To most Americans, “capitalism” means “free economy,” a market system in which individuals and freely formed groups have the liberty to innovate, collaborate, produce, distribute, buy, and sell, all unencumbered by the heavy hand of government interference. As intellectual historian Michael Sonenscher makes clear in his 2022 Capitalism: The Story Behind the Word, there’s a more complex history to the term. What we call “capitalism” often bears little resemblance to the way the word has been used since it first appeared in European languages.
Capitalism hasn’t always referred simply to the accumulation and productive use of wealth. Louis Blanc, one of the earliest writers to use the “ism” form, declared war on capitalism in the name of capital: “Long may we applaud [capital] and long may we go on to attack capitalism, its mortal enemy, with even more intensity.” For Blanc and other French thinkers, a capitaliste wasn’t a factory owner or entrepreneur, but a financier who profited by loaning money to enable governments to prosecute their wars. Capitalism concerned “power politics, war finance, and public debt.” Such “capitalists” enabled states to grow and organize, first by expanding military and naval capabilities, then by providing peacetime government services like welfare and public investment. By this definition, the state is prior to capitalism because state debt “formed the core of capitalism.”
Until the late nineteenth century, “capitalism” wasn’t identical to “commercial society.” The former has to do with property and ownership, the latter with the division of labor, markets, and prices. Capital doesn’t require markets. One can own land, for instance, without producing goods for a market; there are landowners even when there’s no market in land, when land is passed on by inheritance rather than through sales and purchases. You can use a loom (a capital good) to make clothes for your own kids, rather than someone else’s. The specialization of the division of labor, on the other hand, does presuppose markets and the mechanism of prices. On Sonenscher’s reading, Adam Smith was a prophet of commercial society rather than of capitalism, since his innovative insights had more to do with the division of labor than with capital as such.
This knot of concepts was further complicated by the distinction of negative and positive liberty (à la Isaiah Berlin) that entered economic debates in the eighteenth and nineteenth centuries. Benjamin Constant insisted that negative liberty would be “trumped by capitalism.” Negative liberty is bounded, setting limits on state intrusion into civil and economic life, but capitalism is unbounded. In the end, Constant warned, “the unbounded would undermine the bounded.”
Constant is one of many thinkers who mounted political critiques of what they called capitalism. Over the centuries, advocacy for capitalism has moved from one end of the political spectrum to the other. Today, most defenses of capitalism come from the political right, from conservatives and classical liberals, while left-wing statists and socialists advocate some level of state management of the economy. During the nineteenth century, royalist and aristocratic conservatives were among the most prominent opponents of capitalism. Following Hobbes, Louis de Bonald distinguished between the union of political society on the one hand, and the free-flowing reciprocity and concord that characterizes commercial society on the other. The two can coexist, but de Bonald worried that commercial activity might erode the solidarity of political society, leading to instability, war, and even the collapse of the state. For traditionalists, social order must be protected against capitalist imperialism.

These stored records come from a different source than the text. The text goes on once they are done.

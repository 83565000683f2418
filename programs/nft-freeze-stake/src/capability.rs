use anchor_lang::prelude::*;

pub const TOKEN_MINT_SEED: &[u8] = b"token-mint";
pub const NFT_MINT_SEED: &[u8] = b"nft-mint";
pub const TOKEN_AUTHORITY_SEED: &[u8] = b"token-authority";
pub const NFT_MINT_AUTHORITY_SEED: &[u8] = b"nfttoken-authority";
pub const VAULT_AUTHORITY_SEED: &[u8] = b"vault-authority";
pub const VAULT_SEED: &[u8] = b"vault";
pub const STAKE_INFO_SEED: &[u8] = b"nft-info";

/// Right to sign as a keyless program derived address.
///
/// Handlers build one from the bump Anchor verified for the account and hand it to
/// the single CPI that needs the signature. The label and bump are the derivation
/// proof the runtime checks when the program signs.
#[derive(Clone, Copy, Debug, PartialEq, Eq)]
pub struct Capability {
    label: &'static [u8],
    bump: [u8; 1],
}

impl Capability {
    pub fn new(label: &'static [u8], bump: u8) -> Self {
        Self {
            label,
            bump: [bump],
        }
    }

    pub fn token_mint(bump: u8) -> Self {
        Self::new(TOKEN_MINT_SEED, bump)
    }

    pub fn nft_mint(bump: u8) -> Self {
        Self::new(NFT_MINT_SEED, bump)
    }

    pub fn token_authority(bump: u8) -> Self {
        Self::new(TOKEN_AUTHORITY_SEED, bump)
    }

    pub fn nft_mint_authority(bump: u8) -> Self {
        Self::new(NFT_MINT_AUTHORITY_SEED, bump)
    }

    pub fn vault_authority(bump: u8) -> Self {
        Self::new(VAULT_AUTHORITY_SEED, bump)
    }

    pub fn vault(bump: u8) -> Self {
        Self::new(VAULT_SEED, bump)
    }

    pub fn seeds(&self) -> [&[u8]; 2] {
        [self.label, &self.bump]
    }
}

#[cfg(test)]
mod tests {
    use super::*;

    const LABELS: [&[u8]; 7] = [
        TOKEN_MINT_SEED,
        NFT_MINT_SEED,
        TOKEN_AUTHORITY_SEED,
        NFT_MINT_AUTHORITY_SEED,
        VAULT_AUTHORITY_SEED,
        VAULT_SEED,
        STAKE_INFO_SEED,
    ];

    fn canonical(label: &[u8]) -> (Pubkey, u8) {
        Pubkey::find_program_address(&[label], &crate::ID)
    }

    #[test]
    fn seeds_sign_for_canonical_address() {
        let (address, bump) = canonical(VAULT_AUTHORITY_SEED);
        let cap = Capability::vault_authority(bump);
        assert_eq!(
            Pubkey::create_program_address(&cap.seeds(), &crate::ID).unwrap(),
            address
        );
        assert_eq!(cap, Capability::new(VAULT_AUTHORITY_SEED, bump));
    }

    #[test]
    fn labels_map_to_distinct_offcurve_addresses() {
        let addresses: Vec<Pubkey> = LABELS.iter().map(|label| canonical(label).0).collect();
        for (i, a) in addresses.iter().enumerate() {
            assert!(!a.is_on_curve());
            for b in &addresses[i + 1..] {
                assert_ne!(a, b);
            }
        }
    }

    #[test]
    fn address_depends_on_program() {
        let other = Pubkey::new_unique();
        assert_ne!(
            canonical(TOKEN_AUTHORITY_SEED).0,
            Pubkey::find_program_address(&[TOKEN_AUTHORITY_SEED], &other).0
        );
    }

    #[test]
    fn seeds_carry_label_and_bump() {
        let cap = Capability::nft_mint_authority(254);
        let seeds = cap.seeds();
        assert_eq!(seeds[0], NFT_MINT_AUTHORITY_SEED);
        assert_eq!(seeds[1], &[254u8][..]);
    }

    #[test]
    fn wrong_bump_does_not_sign_for_canonical_address() {
        let (address, bump) = canonical(VAULT_SEED);
        let forged = Capability::vault(bump.wrapping_add(1));
        if let Ok(other) = Pubkey::create_program_address(&forged.seeds(), &crate::ID) {
            assert_ne!(other, address);
        }
    }
}
use crate::error::CustomErrorCode;
use anchor_lang::prelude::*;

#[allow(deprecated)]
use anchor_lang::solana_program::bpf_loader_upgradeable::UpgradeableLoaderState;

/// Only the program's upgrade authority may fund the reward vault.
pub fn validate_program_update_authority(
    program_data_account: &UncheckedAccount,
    authority: &Signer,
) -> Result<()> {
    let program_data = program_data_account
        .try_borrow_data()
        .map_err(|_| CustomErrorCode::InvalidProgramData)?;

    let update_authority = upgrade_authority(&program_data)?;
    require_keys_eq!(
        authority.key(),
        update_authority,
        CustomErrorCode::InvalidUpgradeAuthority
    );

    Ok(())
}

// Parse the upgradeable loader header of a ProgramData account.
fn upgrade_authority(program_data: &[u8]) -> Result<Pubkey> {
    let loader_state = bincode::deserialize::<UpgradeableLoaderState>(program_data)
        .map_err(|_| CustomErrorCode::InvalidProgramData)?;

    match loader_state {
        UpgradeableLoaderState::ProgramData {
            slot: _,
            upgrade_authority_address,
        } => upgrade_authority_address.ok_or_else(|| CustomErrorCode::NoUpgradeAuthority.into()),
        _ => Err(CustomErrorCode::InvalidProgramData.into()),
    }
}

#[cfg(test)]
mod tests {
    use super::*;
    use crate::error::error_code;

    fn program_data(authority: Option<Pubkey>) -> Vec<u8> {
        let mut data = bincode::serialize(&UpgradeableLoaderState::ProgramData {
            slot: 42,
            upgrade_authority_address: authority,
        })
        .unwrap();
        // the program ELF follows the header
        data.extend_from_slice(&[0xAB; 64]);
        data
    }

    #[test]
    fn reads_upgrade_authority() {
        let authority = Pubkey::new_unique();
        assert_eq!(upgrade_authority(&program_data(Some(authority))).unwrap(), authority);
    }

    #[test]
    fn immutable_program_has_no_funder() {
        let err = upgrade_authority(&program_data(None)).unwrap_err();
        assert_eq!(error_code(err), u32::from(CustomErrorCode::NoUpgradeAuthority));
    }

    #[test]
    fn rejects_other_loader_states() {
        let data = bincode::serialize(&UpgradeableLoaderState::Program {
            programdata_address: Pubkey::new_unique(),
        })
        .unwrap();
        let err = upgrade_authority(&data).unwrap_err();
        assert_eq!(error_code(err), u32::from(CustomErrorCode::InvalidProgramData));

        let err = upgrade_authority(&[1, 2]).unwrap_err();
        assert_eq!(error_code(err), u32::from(CustomErrorCode::InvalidProgramData));
    }
}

Sonenscher is alert to the ways non-economic ideas infiltrated into economic thought, calling attention, for instance, to the theological sources of Marx’s theories. From Schleiermacher, Feuerbach, and others, Marx borrowed the notion that the division of labor is “a humanly created analogue” to the Creator. Each human being is uniquely fashioned, Schleiermacher had argued: Individuals don’t “represent the generic attributes of humanity,” but rather each “represent[s] humanity in his own way.” Thus, as more and more individuals express more and more facets of human nature, mankind comes to mirror the “omnicompetence of the divinity.” The division of labor isn’t a mere economic expediency, nor an accident of history, but part of the self-realization of humanity as the image of God. Marx’s conception of class consciousness was indebted to the theological claim that groups take on a corporate personality expressed in social practices. Marx thus told a revised story of creation in which the division of labor generates a proletarian super-humanity through the formation of collective praxis.
Capitalism is intellectual history of a high order, tracing the contours of long-forgotten debates and giving patient attention to the contributions of individual thinkers (Adam Smith, David Ricardo, Hegel, among others). By disentangling strands of intellectual tradition, Sonenscher complicates our too-breezy use of “capitalism,” but it’s a salutary complication that might clarify contemporary debates that conflate historically distinct questions about capital, markets, prices, commercial society, the division of labor, finance, public debt, and war.